Collected data:
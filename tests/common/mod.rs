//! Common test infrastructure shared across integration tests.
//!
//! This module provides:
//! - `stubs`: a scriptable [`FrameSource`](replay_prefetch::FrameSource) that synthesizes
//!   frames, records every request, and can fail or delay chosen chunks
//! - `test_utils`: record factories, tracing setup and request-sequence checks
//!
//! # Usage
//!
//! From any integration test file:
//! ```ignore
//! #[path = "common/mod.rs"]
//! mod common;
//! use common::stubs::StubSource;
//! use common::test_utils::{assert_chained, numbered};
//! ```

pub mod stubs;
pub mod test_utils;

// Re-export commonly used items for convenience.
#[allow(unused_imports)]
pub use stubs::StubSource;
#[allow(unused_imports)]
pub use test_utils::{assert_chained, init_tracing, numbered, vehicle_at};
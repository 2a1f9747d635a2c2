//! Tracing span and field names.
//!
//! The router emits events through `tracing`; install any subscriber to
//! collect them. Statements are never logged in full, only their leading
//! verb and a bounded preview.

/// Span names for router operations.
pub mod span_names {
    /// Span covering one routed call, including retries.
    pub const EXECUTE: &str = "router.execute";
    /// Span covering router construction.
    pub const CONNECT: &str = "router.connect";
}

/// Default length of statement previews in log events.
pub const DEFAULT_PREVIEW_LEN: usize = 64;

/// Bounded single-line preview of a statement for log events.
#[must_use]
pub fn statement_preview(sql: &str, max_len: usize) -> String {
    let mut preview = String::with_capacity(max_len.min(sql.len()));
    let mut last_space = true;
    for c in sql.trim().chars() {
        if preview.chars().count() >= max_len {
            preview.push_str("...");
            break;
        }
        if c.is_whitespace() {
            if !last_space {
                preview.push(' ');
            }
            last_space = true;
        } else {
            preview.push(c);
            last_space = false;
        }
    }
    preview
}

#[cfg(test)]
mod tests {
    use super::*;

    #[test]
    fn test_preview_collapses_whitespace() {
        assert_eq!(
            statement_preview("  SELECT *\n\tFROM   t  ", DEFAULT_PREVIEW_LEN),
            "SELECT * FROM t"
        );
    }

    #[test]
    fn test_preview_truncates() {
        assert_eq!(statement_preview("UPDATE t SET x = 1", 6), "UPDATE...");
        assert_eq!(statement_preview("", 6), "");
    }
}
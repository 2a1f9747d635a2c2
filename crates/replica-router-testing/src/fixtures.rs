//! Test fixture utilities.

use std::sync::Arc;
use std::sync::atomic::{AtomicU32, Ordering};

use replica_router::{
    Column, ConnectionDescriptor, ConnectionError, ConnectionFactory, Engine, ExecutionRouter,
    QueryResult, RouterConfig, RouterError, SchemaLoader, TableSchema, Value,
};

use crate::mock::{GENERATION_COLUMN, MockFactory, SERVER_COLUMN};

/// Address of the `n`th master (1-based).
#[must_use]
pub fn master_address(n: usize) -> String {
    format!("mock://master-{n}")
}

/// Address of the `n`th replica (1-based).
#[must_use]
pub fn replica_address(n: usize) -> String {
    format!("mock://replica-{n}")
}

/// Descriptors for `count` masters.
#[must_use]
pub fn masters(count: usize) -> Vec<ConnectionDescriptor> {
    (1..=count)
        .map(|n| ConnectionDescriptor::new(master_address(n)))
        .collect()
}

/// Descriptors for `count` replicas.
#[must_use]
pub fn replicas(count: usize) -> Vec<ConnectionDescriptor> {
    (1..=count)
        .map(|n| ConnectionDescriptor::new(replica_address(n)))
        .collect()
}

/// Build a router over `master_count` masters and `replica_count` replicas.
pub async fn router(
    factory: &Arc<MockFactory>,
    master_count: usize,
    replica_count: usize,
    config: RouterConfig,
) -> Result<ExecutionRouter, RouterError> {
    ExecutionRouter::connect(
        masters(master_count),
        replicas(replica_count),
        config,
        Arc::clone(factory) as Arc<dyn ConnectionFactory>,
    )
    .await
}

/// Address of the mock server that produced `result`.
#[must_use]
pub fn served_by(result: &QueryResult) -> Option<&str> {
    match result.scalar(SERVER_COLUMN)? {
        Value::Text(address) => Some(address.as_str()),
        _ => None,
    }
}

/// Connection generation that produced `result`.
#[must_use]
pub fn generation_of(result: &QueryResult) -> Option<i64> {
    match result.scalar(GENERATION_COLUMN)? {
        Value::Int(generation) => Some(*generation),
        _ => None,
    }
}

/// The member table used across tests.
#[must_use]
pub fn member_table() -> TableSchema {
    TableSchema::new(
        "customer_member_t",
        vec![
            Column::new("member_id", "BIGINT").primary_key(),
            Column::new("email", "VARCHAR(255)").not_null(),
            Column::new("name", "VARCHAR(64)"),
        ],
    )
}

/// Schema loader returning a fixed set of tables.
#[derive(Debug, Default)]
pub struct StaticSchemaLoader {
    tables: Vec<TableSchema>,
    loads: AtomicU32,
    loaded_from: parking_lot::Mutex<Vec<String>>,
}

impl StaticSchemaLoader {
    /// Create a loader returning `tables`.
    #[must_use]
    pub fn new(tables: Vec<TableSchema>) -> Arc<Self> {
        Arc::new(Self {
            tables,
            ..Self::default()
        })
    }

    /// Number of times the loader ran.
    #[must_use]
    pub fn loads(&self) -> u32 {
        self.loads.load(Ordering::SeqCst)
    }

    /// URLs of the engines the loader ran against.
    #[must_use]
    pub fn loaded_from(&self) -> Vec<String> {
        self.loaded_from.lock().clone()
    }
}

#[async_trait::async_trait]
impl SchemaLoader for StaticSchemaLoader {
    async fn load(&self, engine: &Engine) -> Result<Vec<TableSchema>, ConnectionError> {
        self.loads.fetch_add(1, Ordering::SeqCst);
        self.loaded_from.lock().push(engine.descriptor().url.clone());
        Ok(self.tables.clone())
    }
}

ASSIGNMENT: Repeat the entries. Keep each one exactly as written.

SOLUTION TO THIS PROBLEM:
filename tests/common/mod.rs
//! Common test infrastructure shared across integration tests.
//!
//! This module provides:
//! - `stubs`: a scriptable [`FrameSource`](replay_prefetch::FrameSource) that synthesizes
//!   frames, records every request, and can fail or delay chosen chunks
//! - `test_utils`: record factories, tracing setup and request-sequence checks
//!
//! # Usage
//!
//! From any integration test file:
//! ```ignore
//! #[path = "common/mod.rs"]
//! mod common;
//! use common::stubs::StubSource;
//! use common::test_utils::{assert_chained, numbered};
//! ```

pub mod stubs;
pub mod test_utils;

// Re-export commonly used items for convenience.
#[allow(unused_imports)]
pub use stubs::StubSource;
#[allow(unused_imports)]
pub use test_utils::{assert_chained, init_tracing, numbered, vehicle_at};
repository 2a1f9747d635a2c2
//! Tracing span and field names.
//!
//! The router emits events through `tracing`; install any subscriber to
//! collect them. Statements are never logged in full, only their leading
//! verb and a bounded preview.

/// Span names for router operations.
pub mod span_names {
    /// Span covering one routed call, including retries.
    pub const EXECUTE: &str = "router.execute";
    /// Span covering router construction.
    pub const CONNECT: &str = "router.connect";
}

/// Default length of statement previews in log events.
pub const DEFAULT_PREVIEW_LEN: usize = 64;

/// Bounded single-line preview of a statement for log events.
#[must_use]
pub fn statement_preview(sql: &str, max_len: usize) -> String {
    let mut preview = String::with_capacity(max_len.min(sql.len()));
    let mut last_space = true;
    for c in sql.trim().chars() {
        if preview.chars().count() >= max_len {
            preview.push_str("...");
            break;
        }
        if c.is_whitespace() {
            if !last_space {
                preview.push(' ');
            }
            last_space = true;
        } else {
            preview.push(c);
            last_space = false;
        }
    }
    preview
}

#[cfg(test)]
mod tests {
    use super::*;

    #[test]
    fn test_preview_collapses_whitespace() {
        assert_eq!(
            statement_preview("  SELECT *\n\tFROM   t  ", DEFAULT_PREVIEW_LEN),
            "SELECT * FROM t"
        );
    }

    #[test]
    fn test_preview_truncates() {
        assert_eq!(statement_preview("UPDATE t SET x = 1", 6), "UPDATE...");
        assert_eq!(statement_preview("", 6), "");
    }
}
repository 2a1f9747d635a2c2
filename crates/replica-router-testing/src/fixtures.rs
//! Test fixture utilities.

use std::sync::Arc;
use std::sync::atomic::{AtomicU32, Ordering};

use replica_router::{
    Column, ConnectionDescriptor, ConnectionError, ConnectionFactory, Engine, ExecutionRouter,
    QueryResult, RouterConfig, RouterError, SchemaLoader, TableSchema, Value,
};

use crate::mock::{GENERATION_COLUMN, MockFactory, SERVER_COLUMN};

/// Address of the `n`th master (1-based).
#[must_use]
pub fn master_address(n: usize) -> String {
    format!("mock://master-{n}")
}

/// Address of the `n`th replica (1-based).
#[must_use]
pub fn replica_address(n: usize) -> String {
    format!("mock://replica-{n}")
}

/// Descriptors for `count` masters.
#[must_use]
pub fn masters(count: usize) -> Vec<ConnectionDescriptor> {
    (1..=count)
        .map(|n| ConnectionDescriptor::new(master_address(n)))
        .collect()
}

/// Descriptors for `count` replicas.
#[must_use]
pub fn replicas(count: usize) -> Vec<ConnectionDescriptor> {
    (1..=count)
        .map(|n| ConnectionDescriptor::new(replica_address(n)))
        .collect()
}

/// Build a router over `master_count` masters and `replica_count` replicas.
pub async fn router(
    factory: &Arc<MockFactory>,
    master_count: usize,
    replica_count: usize,
    config: RouterConfig,
) -> Result<ExecutionRouter, RouterError> {
    ExecutionRouter::connect(
        masters(master_count),
        replicas(replica_count),
        config,
        Arc::clone(factory) as Arc<dyn ConnectionFactory>,
    )
    .await
}

/// Address of the mock server that produced `result`.
#[must_use]
pub fn served_by(result: &QueryResult) -> Option<&str> {
    match result.scalar(SERVER_COLUMN)? {
        Value::Text(address) => Some(address.as_str()),
        _ => None,
    }
}

/// Connection generation that produced `result`.
#[must_use]
pub fn generation_of(result: &QueryResult) -> Option<i64> {
    match result.scalar(GENERATION_COLUMN)? {
        Value::Int(generation) => Some(*generation),
        _ => None,
    }
}

/// The member table used across tests.
#[must_use]
pub fn member_table() -> TableSchema {
    TableSchema::new(
        "customer_member_t",
        vec![
            Column::new("member_id", "BIGINT").primary_key(),
            Column::new("email", "VARCHAR(255)").not_null(),
            Column::new("name", "VARCHAR(64)"),
        ],
    )
}

/// Schema loader returning a fixed set of tables.
#[derive(Debug, Default)]
pub struct StaticSchemaLoader {
    tables: Vec<TableSchema>,
    loads: AtomicU32,
    loaded_from: parking_lot::Mutex<Vec<String>>,
}

impl StaticSchemaLoader {
    /// Create a loader returning `tables`.
    #[must_use]
    pub fn new(tables: Vec<TableSchema>) -> Arc<Self> {
        Arc::new(Self {
            tables,
            ..Self::default()
        })
    }

    /// Number of times the loader ran.
    #[must_use]
    pub fn loads(&self) -> u32 {
        self.loads.load(Ordering::SeqCst)
    }

    /// URLs of the engines the loader ran against.
    #[must_use]
    pub fn loaded_from(&self) -> Vec<String> {
        self.loaded_from.lock().clone()
    }
}

#[async_trait::async_trait]
impl SchemaLoader for StaticSchemaLoader {
    async fn load(&self, engine: &Engine) -> Result<Vec<TableSchema>, ConnectionError> {
        self.loads.fetch_add(1, Ordering::SeqCst);
        self.loaded_from.lock().push(engine.descriptor().url.clone());
        Ok(self.tables.clone())
    }
}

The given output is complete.